Todo eso, día tras día, sin pausas, sin reconocimiento, sin sueldo.
Pero con el tiempo, algo se acomodó adentro. Reflexioné. Me pregunté: ¿qué elijo hacer con esto?
Tenía dos opciones: seguir aferrada al pasado o abrazar el presente.
Elegí lo segundo. Decidí mirar desde otro ángulo, desde la gratitud.
Gratitud por poder estar con mi hija, verla crecer, acompañarla sin correr, sin culpa ni apuros.
Comprendí que lo que he entregado por mi familia es, quizás, lo más importante que he hecho en toda mi vida.
Después de todo, formar una familia siempre fue mi sueño.
No sé si esta etapa durará para siempre. Pero es la que estoy viviendo ahora, y la estoy abrazando.
Y hoy, con la frente en alto y el corazón lleno de orgullo, digo:
Sí, soy dueña de casa.
Si estás leyendo esto y atraviesas una experiencia similar, quiero decirte algo:
Tu valor no disminuye por haber puesto a tu familia en el centro.
Al contrario. Estás haciendo algo profundo, valiente y extraordinario.
Y mereces sentirte inmensamente orgullosa.

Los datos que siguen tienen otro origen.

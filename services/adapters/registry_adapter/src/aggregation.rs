//! Aggregation Engine
//!
//! The registry only answers "get by id" and "how many". Every filtered view is
//! therefore a scan: read the counter once, read ids `1..=total` in ascending
//! order, drop the ids that came back absent, keep the records matching the
//! predicate. Cost is one remote call per record in the registry, not per record
//! in the result.
//!
//! Scans run through [`RegistryQueries`] so a backend with native filtering can
//! replace [`ScanAggregator`] without touching callers.
//!
//! ## Ordering and concurrency
//!
//! At most `scan_window` point reads are in flight at once. Results are yielded
//! in id order whatever the window (`futures::StreamExt::buffered`), so output is
//! always ascending by id. A window of 1 reads strictly one id at a time.
//!
//! The counter is not re-read mid-scan; a record created during a scan may be
//! missed. Dropping a scan future drops its in-flight reads, which is harmless
//! because reads have no side effects.

use crate::rpc_client::PointReader;
use async_trait::async_trait;
use futures::future;
use futures::stream::{self, StreamExt};
use std::future::Future;
use std::sync::Arc;
use tracing::{debug, info};
use types::{Address, Listing, ListingId, Proposal, ProposalId, TokenId};

/// Derived views over the registry
#[async_trait]
pub trait RegistryQueries: Send + Sync {
    /// Every active listing, ascending by id
    async fn active_listings(&self) -> Vec<Listing>;

    /// Active listings created by `creator`, ascending by id
    async fn listings_by_creator(&self, creator: Address) -> Vec<Listing>;

    /// Proposals where `participant` is proposer or acceptor, ascending by id
    async fn proposals_by_participant(&self, participant: Address) -> Vec<Proposal>;

    /// Token ids the registry's own index attributes to `owner`
    async fn owned_tokens(&self, owner: Address) -> Vec<TokenId>;

    /// [`Self::owned_tokens`] narrowed to ids whose current owner is still `owner`
    async fn verified_owned_tokens(&self, owner: Address) -> Vec<TokenId>;
}

/// Counter-bounded linear scan over point reads
pub struct ScanAggregator {
    reader: Arc<PointReader>,
    scan_window: usize,
}

impl ScanAggregator {
    pub fn new(reader: Arc<PointReader>, scan_window: usize) -> Self {
        Self {
            reader,
            scan_window: scan_window.max(1),
        }
    }

    pub fn scan_window(&self) -> usize {
        self.scan_window
    }

    /// Read ids `1..=total` through `fetch`, keeping records that satisfy `keep`
    async fn scan<T, F, Fut, P>(&self, what: &str, total: u64, fetch: F, keep: P) -> Vec<T>
    where
        F: Fn(u64) -> Fut,
        Fut: Future<Output = Option<T>>,
        P: Fn(&T) -> bool,
    {
        let (matched, skipped) = stream::iter(1..=total)
            .map(fetch)
            .buffered(self.scan_window)
            .enumerate()
            .fold(
                (Vec::new(), 0usize),
                |(mut matched, mut skipped), (offset, record)| {
                    match record {
                        Some(record) if keep(&record) => matched.push(record),
                        Some(_) => {}
                        None => {
                            skipped += 1;
                            self.reader.metrics().record_skipped();
                            debug!("Skipped {} id {}", what, offset + 1);
                        }
                    }
                    future::ready((matched, skipped))
                },
            )
            .await;

        info!(
            "🔎 Scanned {} {} ids: {} matched, {} skipped",
            total,
            what,
            matched.len(),
            skipped
        );
        matched
    }

    async fn scan_listings<P>(&self, keep: P) -> Vec<Listing>
    where
        P: Fn(&Listing) -> bool,
    {
        let total = self.reader.get_total_listings().await;
        let reader = &self.reader;
        self.scan(
            "listing",
            total,
            |id| reader.get_skill_listing(ListingId::new(id)),
            keep,
        )
        .await
    }
}

#[async_trait]
impl RegistryQueries for ScanAggregator {
    async fn active_listings(&self) -> Vec<Listing> {
        self.scan_listings(|listing| listing.is_active).await
    }

    async fn listings_by_creator(&self, creator: Address) -> Vec<Listing> {
        self.scan_listings(move |listing| listing.is_active && listing.creator == creator)
            .await
    }

    async fn proposals_by_participant(&self, participant: Address) -> Vec<Proposal> {
        let total = self.reader.get_total_proposals().await;
        let reader = &self.reader;
        self.scan(
            "proposal",
            total,
            |id| reader.get_barter_proposal(ProposalId::new(id)),
            move |proposal: &Proposal| proposal.involves(&participant),
        )
        .await
    }

    async fn owned_tokens(&self, owner: Address) -> Vec<TokenId> {
        self.reader.get_user_nfts(owner).await
    }

    async fn verified_owned_tokens(&self, owner: Address) -> Vec<TokenId> {
        let candidates = self.reader.get_user_nfts(owner).await;
        let reader = &self.reader;

        stream::iter(candidates)
            .map(|token| async move { (token, reader.owner_of(token).await) })
            .buffered(self.scan_window)
            .filter_map(|(token, current)| {
                future::ready((current == Some(owner)).then_some(token))
            })
            .collect()
            .await
    }
}
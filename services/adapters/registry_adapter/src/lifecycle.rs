//! Transaction Lifecycle Manager
//!
//! Every write moves through `Composing -> Submitted(hash) -> Confirmed | Failed`.
//! A write refused before a hash exists (bad arguments, unresolved registry, no
//! signer, signer or node refusal) goes straight from `Composing` to `Failed`.
//!
//! States are published on a `tokio::sync::watch` channel held by the returned
//! [`TxHandle`]; every published state is also appended to the handle's history.
//! Confirmation polling runs on its own task, so the caller may drop the handle
//! without stopping it.

use crate::error::TransportError;
use crate::rpc_client::PointReader;
use crate::transport::{ReceiptOutcome, RegistryTransport, WriteCall};
use parking_lot::Mutex;
use registry_config::LifecycleSettings;
use std::sync::Arc;
use thiserror::Error;
use tokio::sync::watch;
use tokio::time::{sleep, Duration, Instant};
use tracing::{debug, error, info, warn};
use types::{ListingId, ProposalId, TxHash};

/// Human-readable reason a write ended in [`TxStatus::Failed`]
#[derive(Debug, Error, Clone, PartialEq)]
pub enum TxFailure {
    #[error("Invalid arguments: {0}")]
    InvalidArguments(String),

    #[error("Registry contract address is unavailable")]
    Unavailable,

    #[error("No signer configured; set signer.private_key to send transactions")]
    NoSigner,

    /// Refused before inclusion, by the signer, the node or a pre-flight revert
    #[error("Transaction rejected: {0}")]
    Rejected(String),

    #[error("Transaction reverted in block {}", block_label(.block))]
    Reverted { block: Option<u64> },

    #[error("Transaction not confirmed within {0}s")]
    Timeout(u64),
}

fn block_label(block: &Option<u64>) -> String {
    block.map_or_else(|| "unknown".to_string(), |b| b.to_string())
}

impl From<TransportError> for TxFailure {
    fn from(error: TransportError) -> Self {
        match error {
            TransportError::NoSigner => Self::NoSigner,
            other => Self::Rejected(other.to_string()),
        }
    }
}

/// Observable state of one write
#[derive(Debug, Clone, PartialEq)]
pub enum TxStatus {
    Composing,
    Submitted(TxHash),
    Confirmed {
        hash: TxHash,
        block: Option<u64>,
    },
    Failed {
        hash: Option<TxHash>,
        reason: TxFailure,
    },
}

impl TxStatus {
    pub fn is_terminal(&self) -> bool {
        matches!(self, Self::Confirmed { .. } | Self::Failed { .. })
    }

    pub fn hash(&self) -> Option<TxHash> {
        match self {
            Self::Composing => None,
            Self::Submitted(hash) | Self::Confirmed { hash, .. } => Some(*hash),
            Self::Failed { hash, .. } => *hash,
        }
    }
}

impl std::fmt::Display for TxStatus {
    fn fmt(&self, f: &mut std::fmt::Formatter<'_>) -> std::fmt::Result {
        match self {
            Self::Composing => f.write_str("composing"),
            Self::Submitted(hash) => write!(f, "submitted {}", hash),
            Self::Confirmed { hash, .. } => write!(f, "confirmed {}", hash),
            Self::Failed { reason, .. } => write!(f, "failed: {}", reason),
        }
    }
}

/// Writer side of a handle: keeps the channel and the history in step
struct StatusPublisher {
    function: &'static str,
    sender: watch::Sender<TxStatus>,
    history: Arc<Mutex<Vec<TxStatus>>>,
}

impl StatusPublisher {
    fn publish(&self, status: TxStatus) {
        match &status {
            TxStatus::Failed { reason, .. } => error!("❌ {} failed: {}", self.function, reason),
            TxStatus::Confirmed { hash, block } => info!(
                "✅ {} confirmed in block {}: {}",
                self.function,
                block.unwrap_or_default(),
                hash
            ),
            other => info!("📤 {} {}", self.function, other),
        }
        self.history.lock().push(status.clone());
        self.sender.send_replace(status);
    }

    fn fail(&self, hash: Option<TxHash>, reason: TxFailure) {
        self.publish(TxStatus::Failed { hash, reason });
    }
}

/// Caller's view of a tracked write
#[derive(Clone)]
pub struct TxHandle {
    function: &'static str,
    status: watch::Receiver<TxStatus>,
    history: Arc<Mutex<Vec<TxStatus>>>,
    explorer_url: String,
}

impl TxHandle {
    /// Contract function this write calls
    pub fn function(&self) -> &'static str {
        self.function
    }

    pub fn status(&self) -> TxStatus {
        self.status.borrow().clone()
    }

    /// Every state published so far, oldest first
    pub fn history(&self) -> Vec<TxStatus> {
        self.history.lock().clone()
    }

    /// Receiver that wakes on each transition
    pub fn subscribe(&self) -> watch::Receiver<TxStatus> {
        self.status.clone()
    }

    /// Derived flag callers watch to refresh dependent views
    pub fn is_confirmed(&self) -> bool {
        matches!(*self.status.borrow(), TxStatus::Confirmed { .. })
    }

    pub fn hash(&self) -> Option<TxHash> {
        self.status.borrow().hash()
    }

    /// `{explorer_url}/transaction/{hash}` once a hash exists
    pub fn explorer_link(&self) -> Option<String> {
        self.hash().map(|hash| {
            format!("{}/transaction/{}", self.explorer_url.trim_end_matches('/'), hash)
        })
    }

    /// Wait for `Confirmed` or `Failed`
    pub async fn wait(&self) -> TxStatus {
        let mut receiver = self.status.clone();
        if receiver.wait_for(TxStatus::is_terminal).await.is_err() {
            // Publisher gone; whatever was last published is final
            debug!("{} tracking ended before a terminal state", self.function);
        }
        self.status()
    }
}

/// Outcome of the register-if-needed pre-step
#[derive(Debug, Clone, PartialEq)]
pub enum RegistrationCheck {
    /// `getUser(sender)` reported a registered profile; nothing was sent
    AlreadyRegistered,
    /// A registration write was sent and confirmed
    Registered,
    /// A registration write was attempted and failed; the failure was ignored
    Ignored(TxFailure),
    /// No sender address to check or register
    NoSender,
}

/// Submits writes and tracks them to a terminal state
pub struct LifecycleManager {
    transport: Arc<dyn RegistryTransport>,
    reader: Arc<PointReader>,
    settings: LifecycleSettings,
    explorer_url: String,
}

impl LifecycleManager {
    pub fn new(
        transport: Arc<dyn RegistryTransport>,
        reader: Arc<PointReader>,
        settings: LifecycleSettings,
        explorer_url: impl Into<String>,
    ) -> Self {
        Self {
            transport,
            reader,
            settings,
            explorer_url: explorer_url.into(),
        }
    }

    /// Submit `call` and start tracking it.
    ///
    /// Returns once the write is submitted or has failed to submit; confirmation
    /// continues in the background.
    pub async fn submit(&self, call: WriteCall) -> TxHandle {
        let function = call.function_name();
        let (sender, receiver) = watch::channel(TxStatus::Composing);
        let history = Arc::new(Mutex::new(vec![TxStatus::Composing]));
        let publisher = StatusPublisher {
            function,
            sender,
            history: history.clone(),
        };
        let handle = TxHandle {
            function,
            status: receiver,
            history,
            explorer_url: self.explorer_url.clone(),
        };

        debug!("Composing {}", function);
        if let Err(reason) = call.validate() {
            publisher.fail(None, TxFailure::InvalidArguments(reason));
            return handle;
        }

        let Some(contract) = self.reader.contract().await else {
            publisher.fail(None, TxFailure::Unavailable);
            return handle;
        };

        match self.transport.submit(contract, &call).await {
            Ok(hash) => {
                publisher.publish(TxStatus::Submitted(hash));
                tokio::spawn(confirm(
                    self.transport.clone(),
                    hash,
                    Duration::from_millis(self.settings.poll_interval_ms),
                    self.settings.confirmation_timeout_secs,
                    publisher,
                ));
            }
            Err(e) => publisher.fail(None, e.into()),
        }

        handle
    }

    pub async fn register_user(
        &self,
        name: &str,
        skills_offered: Vec<String>,
        skills_wanted: Vec<String>,
    ) -> TxHandle {
        self.submit(WriteCall::RegisterUser {
            name: name.trim().to_string(),
            skills_offered,
            skills_wanted,
        })
        .await
    }

    /// [`Self::register_user`] with comma-separated skill text
    pub async fn register_user_from_text(
        &self,
        name: &str,
        skills_offered: &str,
        skills_wanted: &str,
    ) -> TxHandle {
        self.register_user(name, split_skills(skills_offered), split_skills(skills_wanted))
            .await
    }

    pub async fn create_skill_listing(
        &self,
        skill_offered: &str,
        skill_wanted: &str,
        description: &str,
    ) -> TxHandle {
        self.submit(WriteCall::CreateSkillListing {
            skill_offered: skill_offered.trim().to_string(),
            skill_wanted: skill_wanted.trim().to_string(),
            description: description.trim().to_string(),
        })
        .await
    }

    pub async fn create_barter_proposal(&self, listing_id: ListingId, proposal: &str) -> TxHandle {
        self.submit(WriteCall::CreateBarterProposal {
            listing_id,
            proposal: proposal.trim().to_string(),
        })
        .await
    }

    pub async fn accept_barter_proposal(&self, proposal_id: ProposalId) -> TxHandle {
        self.submit(WriteCall::AcceptBarterProposal(proposal_id)).await
    }

    pub async fn mark_barter_completed(&self, proposal_id: ProposalId) -> TxHandle {
        self.submit(WriteCall::MarkBarterCompleted(proposal_id)).await
    }

    pub async fn raise_dispute(&self, proposal_id: ProposalId, reason: &str) -> TxHandle {
        self.submit(WriteCall::RaiseDispute {
            proposal_id,
            reason: reason.trim().to_string(),
        })
        .await
    }

    /// Register the sender under the default display name unless already registered.
    ///
    /// A registered profile skips the write. Otherwise a registration is sent and
    /// awaited; its failure is reported but never stops the caller, since a revert
    /// here usually means a registration that the read could not see yet.
    pub async fn ensure_registered(
        &self,
        skills_offered: Vec<String>,
        skills_wanted: Vec<String>,
    ) -> RegistrationCheck {
        let Some(sender) = self.transport.sender() else {
            return RegistrationCheck::NoSender;
        };

        match self.reader.get_user(sender).await {
            Some(user) if user.is_registered => {
                debug!("{} already registered, skipping registration", sender.short());
                return RegistrationCheck::AlreadyRegistered;
            }
            Some(_) => debug!("{} not registered yet", sender.short()),
            None => debug!("Registration state of {} unknown", sender.short()),
        }

        let handle = self
            .register_user(&self.settings.default_display_name, skills_offered, skills_wanted)
            .await;
        match handle.wait().await {
            TxStatus::Confirmed { .. } => RegistrationCheck::Registered,
            TxStatus::Failed { reason, .. } => {
                warn!("Ignoring failed pre-registration: {}", reason);
                RegistrationCheck::Ignored(reason)
            }
            other => RegistrationCheck::Ignored(TxFailure::Rejected(other.to_string())),
        }
    }

    /// Create a listing, registering the sender first if needed
    pub async fn create_listing_ensuring_registered(
        &self,
        skill_offered: &str,
        skill_wanted: &str,
        description: &str,
    ) -> TxHandle {
        let offered = non_empty_label(skill_offered);
        let wanted = non_empty_label(skill_wanted);
        let check = self.ensure_registered(offered, wanted).await;
        debug!("Pre-registration: {:?}", check);

        self.create_skill_listing(skill_offered, skill_wanted, description)
            .await
    }
}

/// Poll for inclusion until the receipt arrives or the deadline passes
async fn confirm(
    transport: Arc<dyn RegistryTransport>,
    hash: TxHash,
    poll_interval: Duration,
    timeout_secs: u64,
    publisher: StatusPublisher,
) {
    let deadline = Instant::now() + Duration::from_secs(timeout_secs);

    loop {
        match transport.receipt(hash).await {
            Ok(Some(ReceiptOutcome::Included { block })) => {
                publisher.publish(TxStatus::Confirmed { hash, block });
                return;
            }
            Ok(Some(ReceiptOutcome::Reverted { block })) => {
                publisher.fail(Some(hash), TxFailure::Reverted { block });
                return;
            }
            Ok(None) => {}
            Err(e) => warn!("Error checking receipt for {}: {}", hash, e),
        }

        if Instant::now() >= deadline {
            publisher.fail(Some(hash), TxFailure::Timeout(timeout_secs));
            return;
        }
        sleep(poll_interval).await;
    }
}

/// Split comma-separated skill text, trimming entries and dropping empty ones
pub fn split_skills(text: &str) -> Vec<String> {
    text.split(',')
        .map(str::trim)
        .filter(|skill| !skill.is_empty())
        .map(str::to_string)
        .collect()
}

fn non_empty_label(label: &str) -> Vec<String> {
    let trimmed = label.trim();
    if trimmed.is_empty() {
        Vec::new()
    } else {
        vec![trimmed.to_string()]
    }
}

#[cfg(test)]
mod tests {
    use super::*;

    #[test]
    fn test_split_skills() {
        assert_eq!(
            split_skills(" Rust, Go ,, guitar ,"),
            vec!["Rust".to_string(), "Go".to_string(), "guitar".to_string()]
        );
        assert!(split_skills(" , ").is_empty());
    }

    #[test]
    fn test_failure_messages() {
        assert_eq!(
            TxFailure::Reverted { block: Some(7) }.to_string(),
            "Transaction reverted in block 7"
        );
        assert_eq!(
            TxFailure::from(TransportError::NoSigner),
            TxFailure::NoSigner
        );
        assert!(matches!(
            TxFailure::from(TransportError::Rejected("user denied".into())),
            TxFailure::Rejected(_)
        ));
    }

    #[test]
    fn test_terminal_states() {
        let hash = TxHash::from_bytes([1; 32]);
        assert!(!TxStatus::Composing.is_terminal());
        assert!(!TxStatus::Submitted(hash).is_terminal());
        assert!(TxStatus::Confirmed { hash, block: None }.is_terminal());
        assert_eq!(TxStatus::Submitted(hash).hash(), Some(hash));
    }
}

Dueña de casa y a mucha honra. Bellísima columna. Me encantó El enfoque hacía el tener un sentido de gratitud ❤️
Esta columna conmueve por su honestidad y fuerza. Narra con sensibilidad la transición de una mujer profesional a madre y dueña de casa, un rol muchas veces invisibilizado. Lo más valioso es cómo transforma la frustración en gratitud, y el silencio en orgullo. Una reflexión necesaria que dignifica el cuidado y nos recuerda que el amor también es trabajo.